Science, research and development: career FAQs
How can I get a job in science, research and development?
To secure work in the scientific field, technical ability and a passion for your chosen area are prerequisites. Employers are interested in hiring people who have good interpersonal skills, who are ambitious and who strive to get the job done to the best of their ability. Most of the large science companies regularly recruit into graduate training schemes.
What are the different areas of work?
Jobs are available for science graduates in a wide range of areas, and you don’t even have to work in a lab. Recent years have seen growth in the pharmaceuticals, biotechnology and medical devices industries, and many science graduates have gone on to work in the manufacturing facilities of these sectors.
The pharmachemical industry in Ireland is dominated by global multinational companies. Ireland remains a location of choice for the manufacture of pharmaceutical and chemical products: many of the top pharmaceutical companies in the world have now established facilities in Ireland. And the jobs are not just in Dublin: there are major operations all around the Republic, with several multinationals having multiple facilities around the country. Half of the people employed in Ireland’s pharmachemical industry are third-level graduates.
Other employers of science graduates are the medical devices and diagnostics sector and the biotechnology industry.
The food industry is Ireland’s single largest indigenous industry and also involves many multinationals. We have a number of high quality research and manufacturing organisations operating in Ireland.
In Northern Ireland, the public sector remains a considerable employer of graduates in general and recruits a substantial number of scientists. Recent environmental legislation has led to increased opportunity in the Environment and Heritage Service, waste management, pollution control and planning. There are also opportunities in the pharmaceutical industry amd in small companies producing medical devices. There is a range of lab jobs available, varying from technician posts in schools to research posts in hospitals, consultancies (especially environmental) and, of course, the universities. Teaching remains a popular option and the voluntary sector is also a major employer, in particular organisations dealing with environmental issues.

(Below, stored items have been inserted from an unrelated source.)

use std::path::PathBuf;

use serde::{Deserialize, Serialize};

/// How per-token lexicon scores collapse into one result.
#[derive(Debug, Clone, Copy, Default, PartialEq, Eq, Serialize, Deserialize)]
#[serde(rename_all = "lowercase")]
pub enum Aggregation {
    /// Sum of matched scores divided by the number of tokens left after
    /// stopword removal, unmatched ones included.
    #[default]
    Mean,
    /// Plain sum of matched scores.
    Sum,
}

impl std::fmt::Display for Aggregation {
    fn fmt(&self, f: &mut std::fmt::Formatter<'_>) -> std::fmt::Result {
        match self {
            Aggregation::Mean => write!(f, "mean"),
            Aggregation::Sum => write!(f, "sum"),
        }
    }
}

#[derive(Clone)]
pub struct AppConfig {
    pub log_level: String,
    pub lexicon_path: Option<PathBuf>,
    pub stopwords_path: Option<PathBuf>,
    pub aggregation: Aggregation,
}

impl std::fmt::Debug for AppConfig {
    fn fmt(&self, f: &mut std::fmt::Formatter<'_>) -> std::fmt::Result {
        f.debug_struct("AppConfig")
            .field("log_level", &self.log_level)
            .field(
                "lexicon_path",
                &self
                    .lexicon_path
                    .as_ref()
                    .map_or("[bundled afinn]".into(), |p| p.display().to_string()),
            )
            .field(
                "stopwords_path",
                &self
                    .stopwords_path
                    .as_ref()
                    .map_or("[bundled english]".into(), |p| p.display().to_string()),
            )
            .field("aggregation", &self.aggregation)
            .finish()
    }
}
use serde::Serialize;

/// Sign of an aggregated score.
#[derive(Debug, Clone, Copy, PartialEq, Eq, Serialize)]
#[serde(rename_all = "lowercase")]
pub enum Polarity {
    Positive,
    Negative,
    Neutral,
}

impl Polarity {
    #[must_use]
    pub fn from_score(score: f32) -> Self {
        if score > 0.0 {
            Polarity::Positive
        } else if score < 0.0 {
            Polarity::Negative
        } else {
            Polarity::Neutral
        }
    }
}

impl std::fmt::Display for Polarity {
    fn fmt(&self, f: &mut std::fmt::Formatter<'_>) -> std::fmt::Result {
        match self {
            Polarity::Positive => write!(f, "positive"),
            Polarity::Negative => write!(f, "negative"),
            Polarity::Neutral => write!(f, "neutral"),
        }
    }
}

/// Result of scoring one text.
#[derive(Debug, Clone, PartialEq, Serialize)]
pub struct Sentiment {
    /// Aggregated score: `total` divided by the tokens left after stopword
    /// removal (unmatched ones included), or the plain sum.
    /// `0.0` when nothing survives stopword removal.
    pub score: f32,
    /// Sum of matched lexicon scores.
    pub total: i64,
    /// Tokens that matched the lexicon.
    pub hits: usize,
    /// Tokens left after stopword removal.
    pub tokens: usize,
    pub label: Polarity,
}

impl Sentiment {
    #[must_use]
    pub fn neutral() -> Self {
        Self {
            score: 0.0,
            total: 0,
            hits: 0,
            tokens: 0,
            label: Polarity::Neutral,
        }
    }
}

/// One filtered token and how it was scored.
#[derive(Debug, Clone, PartialEq, Eq, Serialize)]
pub struct TokenScore {
    pub token: String,
    pub stem: String,
    /// `None` when neither the word nor its stem is in the lexicon.
    pub score: Option<i32>,
}

/// Every intermediate stage of one analysis.
#[derive(Debug, Clone, PartialEq, Serialize)]
pub struct PipelineTrace {
    pub normalized: String,
    pub tokens: Vec<String>,
    pub filtered: Vec<String>,
    pub scored: Vec<TokenScore>,
    pub sentiment: Sentiment,
}
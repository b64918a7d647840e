//! Stopword filtering.

use std::collections::HashSet;
use std::path::Path;

use crate::error::SentimentError;

const BUNDLED_ENGLISH: &str = include_str!("../data/stopwords_en.txt");

/// Removes stopwords from a token sequence, preserving the order of survivors.
pub trait StopwordFilter: Send + Sync {
    fn is_stopword(&self, token: &str) -> bool;

    fn filter(&self, tokens: Vec<String>) -> Vec<String> {
        tokens
            .into_iter()
            .filter(|token| !self.is_stopword(token))
            .collect()
    }
}

/// A fixed set of stopwords, matched case-insensitively.
///
/// Entries are stored lowercase; tokens are lowercased for the check.
#[derive(Debug, Clone, Default)]
pub struct StopwordList {
    words: HashSet<String>,
}

impl StopwordList {
    /// The bundled English list.
    ///
    /// # Errors
    ///
    /// Returns [`SentimentError::Load`] if the bundled list fails to parse.
    pub fn english() -> Result<Self, SentimentError> {
        Self::parse("bundled english stopwords", BUNDLED_ENGLISH)
    }

    /// A list that filters nothing.
    #[must_use]
    pub fn empty() -> Self {
        Self::default()
    }

    #[must_use]
    pub fn from_words(words: &[&str]) -> Self {
        Self {
            words: words.iter().map(|w| w.to_lowercase()).collect(),
        }
    }

    /// Load a list from disk: one word per line, blank lines and `#` comments ignored.
    ///
    /// # Errors
    ///
    /// Returns [`SentimentError::Io`] if the file cannot be read and
    /// [`SentimentError::Load`] if its contents are invalid.
    pub fn from_path(path: &Path) -> Result<Self, SentimentError> {
        let text = std::fs::read_to_string(path).map_err(|source| SentimentError::Io {
            path: path.to_path_buf(),
            source,
        })?;
        Self::parse(&path.display().to_string(), &text)
    }

    /// Parse a stopword list. `origin` names the source in error messages.
    ///
    /// # Errors
    ///
    /// Returns [`SentimentError::Load`] if a line holds more than one word
    /// or the list has no entries.
    pub fn parse(origin: &str, text: &str) -> Result<Self, SentimentError> {
        let load_err = |reason: String| SentimentError::Load {
            resource: "stopwords",
            origin: origin.to_string(),
            reason,
        };

        let mut words = HashSet::new();
        for (idx, line) in text.lines().enumerate() {
            let line = line.trim();
            if line.is_empty() || line.starts_with('#') {
                continue;
            }
            if line.split_whitespace().nth(1).is_some() {
                return Err(load_err(format!(
                    "line {}: expected a single word, got '{line}'",
                    idx + 1
                )));
            }
            words.insert(line.to_lowercase());
        }

        if words.is_empty() {
            return Err(load_err("no stopwords found".to_string()));
        }

        tracing::debug!(origin, count = words.len(), "stopword list loaded");
        Ok(Self { words })
    }

    #[must_use]
    pub fn len(&self) -> usize {
        self.words.len()
    }

    #[must_use]
    pub fn is_empty(&self) -> bool {
        self.words.is_empty()
    }
}

impl StopwordFilter for StopwordList {
    fn is_stopword(&self, token: &str) -> bool {
        self.words.contains(&token.to_lowercase())
    }
}
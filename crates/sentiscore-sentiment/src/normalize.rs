//! Text normalization ahead of tokenization.

use std::sync::LazyLock;

use regex::Regex;

static NON_ALPHA: LazyLock<Regex> =
    LazyLock::new(|| Regex::new(r"[^a-zA-Z\s]+").expect("valid non-alpha regex"));

/// Delete every run of characters that is neither an ASCII letter nor whitespace.
///
/// Removed characters are dropped, not replaced by a space, so words joined by
/// punctuation collapse into one: `"can't"` becomes `"cant"` and
/// `"well-known"` becomes `"wellknown"`.
#[must_use]
pub fn normalize(text: &str) -> String {
    NON_ALPHA.replace_all(text, "").into_owned()
}

#[cfg(test)]
mod tests {
    use super::*;

    #[test]
    fn empty_string_stays_empty() {
        assert_eq!(normalize(""), "");
    }

    #[test]
    fn strips_trailing_punctuation() {
        assert_eq!(normalize("This is great!"), "This is great");
    }

    #[test]
    fn contractions_collapse_instead_of_splitting() {
        assert_eq!(normalize("I can't stand it"), "I cant stand it");
    }

    #[test]
    fn hyphenated_words_merge() {
        assert_eq!(normalize("a well-known fact"), "a wellknown fact");
    }

    #[test]
    fn digits_and_symbols_removed() {
        assert_eq!(normalize("5 stars, $20 & 100%"), " stars   ");
    }

    #[test]
    fn non_ascii_letters_removed() {
        assert_eq!(normalize("café naïve 😀 ok"), "caf nave  ok");
    }

    #[test]
    fn whitespace_preserved() {
        assert_eq!(normalize("a\tb\nc"), "a\tb\nc");
    }

    #[test]
    fn punctuation_only_becomes_empty() {
        assert_eq!(normalize("?!...,;:"), "");
    }

    #[test]
    fn normalization_is_idempotent() {
        for input in ["", "This is great!", "I can't", "we're #1 :)", "ünïcödé text"] {
            let once = normalize(input);
            assert_eq!(normalize(&once), once, "not idempotent for {input:?}");
        }
    }
}
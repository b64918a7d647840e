//! AFINN-style word valence lexicon.

use std::collections::hash_map::Entry;
use std::collections::HashMap;
use std::path::Path;

use crate::error::SentimentError;
use crate::stemmer::Stemmer;

const BUNDLED_AFINN: &str = include_str!("../data/afinn.tsv");

/// Lowest valence an entry may carry.
pub const MIN_SCORE: i32 = -5;
/// Highest valence an entry may carry.
pub const MAX_SCORE: i32 = 5;

/// Word → integer valence table.
///
/// Keys are lowercase. Insertion order is kept so derived indexes are
/// deterministic.
#[derive(Debug, Clone, Default)]
pub struct Lexicon {
    scores: HashMap<String, i32>,
    order: Vec<String>,
}

impl Lexicon {
    /// The bundled AFINN-style table.
    ///
    /// # Errors
    ///
    /// Returns [`SentimentError::Load`] if the bundled table fails to parse.
    pub fn afinn() -> Result<Self, SentimentError> {
        Self::parse("bundled afinn lexicon", BUNDLED_AFINN)
    }

    /// Build a lexicon from in-memory pairs. Later duplicates overwrite earlier ones.
    pub fn from_pairs<I, S>(pairs: I) -> Self
    where
        I: IntoIterator<Item = (S, i32)>,
        S: AsRef<str>,
    {
        let mut lexicon = Self::default();
        for (word, score) in pairs {
            lexicon.insert(word.as_ref().to_lowercase(), score);
        }
        lexicon
    }

    /// Load a table from disk. See [`Lexicon::parse`] for the format.
    ///
    /// # Errors
    ///
    /// Returns [`SentimentError::Io`] if the file cannot be read and
    /// [`SentimentError::Load`] if its contents are invalid.
    pub fn from_path(path: &Path) -> Result<Self, SentimentError> {
        let text = std::fs::read_to_string(path).map_err(|source| SentimentError::Io {
            path: path.to_path_buf(),
            source,
        })?;
        Self::parse(&path.display().to_string(), &text)
    }

    /// Parse `word<TAB>score` lines. Blank lines and `#` comments are ignored.
    ///
    /// Multi-word phrases are skipped: the tokenizer never produces them, so
    /// they could never match.
    ///
    /// # Errors
    ///
    /// Returns [`SentimentError::Load`] on a line without a tab, a score that
    /// is not an integer in `[-5, 5]`, or a table with no usable entries.
    pub fn parse(origin: &str, text: &str) -> Result<Self, SentimentError> {
        let load_err = |reason: String| SentimentError::Load {
            resource: "lexicon",
            origin: origin.to_string(),
            reason,
        };

        let mut lexicon = Self::default();
        let mut phrases = 0_usize;

        for (idx, line) in text.lines().enumerate() {
            let line_no = idx + 1;
            let trimmed = line.trim();
            if trimmed.is_empty() || trimmed.starts_with('#') {
                continue;
            }

            let Some((word, raw_score)) = trimmed.rsplit_once('\t') else {
                return Err(load_err(format!(
                    "line {line_no}: expected 'word<TAB>score', got '{trimmed}'"
                )));
            };

            let word = word.trim();
            if word.is_empty() {
                return Err(load_err(format!("line {line_no}: empty word")));
            }

            let score: i32 = raw_score.trim().parse().map_err(|e| {
                load_err(format!("line {line_no}: invalid score '{raw_score}': {e}"))
            })?;
            if !(MIN_SCORE..=MAX_SCORE).contains(&score) {
                return Err(load_err(format!(
                    "line {line_no}: score {score} outside [{MIN_SCORE}, {MAX_SCORE}]"
                )));
            }

            if word.split_whitespace().nth(1).is_some() {
                phrases += 1;
                continue;
            }

            lexicon.insert(word.to_lowercase(), score);
        }

        if lexicon.is_empty() {
            return Err(load_err("no entries found".to_string()));
        }

        tracing::debug!(
            origin,
            entries = lexicon.len(),
            phrases_skipped = phrases,
            "lexicon loaded"
        );
        Ok(lexicon)
    }

    fn insert(&mut self, word: String, score: i32) {
        match self.scores.entry(word) {
            Entry::Occupied(mut e) => {
                tracing::debug!(word = %e.key(), old = *e.get(), new = score, "duplicate lexicon entry");
                e.insert(score);
            }
            Entry::Vacant(e) => {
                self.order.push(e.key().clone());
                e.insert(score);
            }
        }
    }

    /// Score of an exact (already lowercase) word.
    #[must_use]
    pub fn get(&self, word: &str) -> Option<i32> {
        self.scores.get(word).copied()
    }

    #[must_use]
    pub fn len(&self) -> usize {
        self.scores.len()
    }

    #[must_use]
    pub fn is_empty(&self) -> bool {
        self.scores.is_empty()
    }

    /// Index the table by stemmed key.
    ///
    /// When several entries share a stem, the one listed last wins.
    #[must_use]
    pub fn stemmed_index(&self, stemmer: &dyn Stemmer) -> HashMap<String, i32> {
        let mut index = HashMap::with_capacity(self.order.len());
        for word in &self.order {
            if let Some(&score) = self.scores.get(word) {
                index.insert(stemmer.stem(word), score);
            }
        }
        index
    }
}

#[cfg(test)]
#[path = "lexicon_test.rs"]
mod tests;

What’s involved in the application process?
For most science jobs, you can expect a first round and second round of interviews. You’re likely to be interviewed by someone from HR and someone from the department you are applying to. Second interviews are likely to be more technical.
When should I apply?
The major international companies are likely to recruit annually, so keep an eye out for application deadlines. Some companies recruit throughout the year, depending on their needs.
If you want a job on graduation you should start looking early in your final year, if not before. First identify what you want to do, find out which organisations offer opportunities in this area and do some research. Check employers’ application schedules carefully: there may be specific times of the year when jobs are posted and a set date for applications, particularly for training-grade positions in healthcare science.
What qualifications and skills do I need to work in science, research and development?
Usually the minimum requirement is an honours science degree in a subject area relevant to the post. As well as technical skills and abilities, employers would expect potential employees to demonstrate qualities such as communication, teamwork and business acumen.
What are the opportunities for professional development?
There are numerous opportunities for professional development in the science sector, both in industry and in academia. The scope for training and learning is constantly developing due to the growing demand for new and innovative products and materials.
The main scientific professional bodies and institutions offer professional development and routes to chartered status, an internationally recognised mark of excellence. Review the continuing professional development (CPD) opportunities offered through the main scientific professional bodies at their websites. In some roles you may have the opportunity to continue your studies, either through a career break or part-time study.
What are the salaries in science, research and development?
The gradireland Graduate Salary & Graduate Recruitment Trends Survey 2011 found that the median starting salary for science (across the Republic of Ireland and Northern Ireland) is €24,000. This is similar to the average across all sectors. This figure does not include funded postgraduate research positions.